(Data entries)
■ ■ ■ ■ ■ ■ ■

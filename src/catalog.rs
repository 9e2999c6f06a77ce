//! Static per-building-kind economic parameters.
//!
//! The catalog is read-only at runtime and validated at startup: a kind the
//! simulation cannot price is a configuration fault, not a recoverable
//! runtime condition.

use std::collections::BTreeMap;

use serde::{Deserialize, Serialize};
use thiserror::Error;

use crate::world::BuildingKind;

#[derive(Debug, Clone, PartialEq, Serialize, Deserialize)]
pub struct CatalogEntry {
    pub base_cost: u64,
    pub cost_scaling_factor: f64,
    pub population_yield: i64,
    pub income_yield: i64,
    #[serde(default)]
    pub effect_radius: Option<u32>,
}

#[derive(Debug, Error, PartialEq)]
pub enum CatalogError {
    #[error("catalog has no entry for building kind {0:?}")]
    MissingEntry(BuildingKind),
    #[error("cost scaling factor {factor} for {kind:?} must be at least 1.0")]
    InvalidScaling { kind: BuildingKind, factor: f64 },
    #[error("effect radius on {0:?} is only meaningful for amenities")]
    UnexpectedRadius(BuildingKind),
}

#[derive(Debug, Clone, PartialEq, Serialize, Deserialize)]
pub struct Catalog {
    entries: BTreeMap<BuildingKind, CatalogEntry>,
}

impl Catalog {
    /// The stock ruleset. Negative income yields are upkeep (roads, parks).
    pub fn standard() -> Self {
        let mut entries = BTreeMap::new();
        entries.insert(
            BuildingKind::Empty,
            CatalogEntry {
                base_cost: 0,
                cost_scaling_factor: 1.0,
                population_yield: 0,
                income_yield: 0,
                effect_radius: None,
            },
        );
        entries.insert(
            BuildingKind::Road,
            CatalogEntry {
                base_cost: 20,
                cost_scaling_factor: 1.02,
                population_yield: 0,
                income_yield: -1,
                effect_radius: None,
            },
        );
        entries.insert(
            BuildingKind::Highway,
            CatalogEntry {
                base_cost: 60,
                cost_scaling_factor: 1.03,
                population_yield: 0,
                income_yield: -2,
                effect_radius: None,
            },
        );
        entries.insert(
            BuildingKind::Park,
            CatalogEntry {
                base_cost: 50,
                cost_scaling_factor: 1.05,
                population_yield: 0,
                income_yield: -5,
                effect_radius: Some(10),
            },
        );
        entries.insert(
            BuildingKind::House,
            CatalogEntry {
                base_cost: 100,
                cost_scaling_factor: 1.15,
                population_yield: 10,
                income_yield: 10,
                effect_radius: None,
            },
        );
        entries.insert(
            BuildingKind::Apartment,
            CatalogEntry {
                base_cost: 250,
                cost_scaling_factor: 1.18,
                population_yield: 30,
                income_yield: 18,
                effect_radius: None,
            },
        );
        entries.insert(
            BuildingKind::Shop,
            CatalogEntry {
                base_cost: 150,
                cost_scaling_factor: 1.12,
                population_yield: 0,
                income_yield: 25,
                effect_radius: None,
            },
        );
        entries.insert(
            BuildingKind::Factory,
            CatalogEntry {
                base_cost: 300,
                cost_scaling_factor: 1.10,
                population_yield: 0,
                income_yield: 40,
                effect_radius: None,
            },
        );
        Self { entries }
    }

    /// Build a catalog from explicit entries, failing fast on gaps or bad
    /// scaling. Scenario files use this to override the stock ruleset.
    pub fn from_entries(
        entries: BTreeMap<BuildingKind, CatalogEntry>,
    ) -> Result<Self, CatalogError> {
        let catalog = Self { entries };
        catalog.validate()?;
        Ok(catalog)
    }

    pub fn validate(&self) -> Result<(), CatalogError> {
        for kind in BuildingKind::ALL {
            let entry = self
                .entries
                .get(&kind)
                .ok_or(CatalogError::MissingEntry(kind))?;
            if entry.cost_scaling_factor < 1.0 {
                return Err(CatalogError::InvalidScaling {
                    kind,
                    factor: entry.cost_scaling_factor,
                });
            }
            if entry.effect_radius.is_some() && !kind.is_amenity() {
                return Err(CatalogError::UnexpectedRadius(kind));
            }
        }
        Ok(())
    }

    pub fn entry(&self, kind: BuildingKind) -> &CatalogEntry {
        self.entries
            .get(&kind)
            .expect("catalog validated at construction")
    }

    /// Diffusion radius of the amenity kind, used by the land-value field.
    pub fn amenity_radius(&self) -> u32 {
        BuildingKind::ALL
            .into_iter()
            .filter(|kind| kind.is_amenity())
            .filter_map(|kind| self.entry(kind).effect_radius)
            .max()
            .unwrap_or(10)
    }

    pub fn override_entry(&mut self, kind: BuildingKind, entry: CatalogEntry) {
        self.entries.insert(kind, entry);
    }
}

■ ■ ■ ■ ■ ■ ■

What is being asked:
Starting from the records above, copy each line where the string "only" is found.

Answer to this problem:
//! The catalog is read-only at runtime and validated at startup: a kind the
    #[error("effect radius on {0:?} is only meaningful for amenities")]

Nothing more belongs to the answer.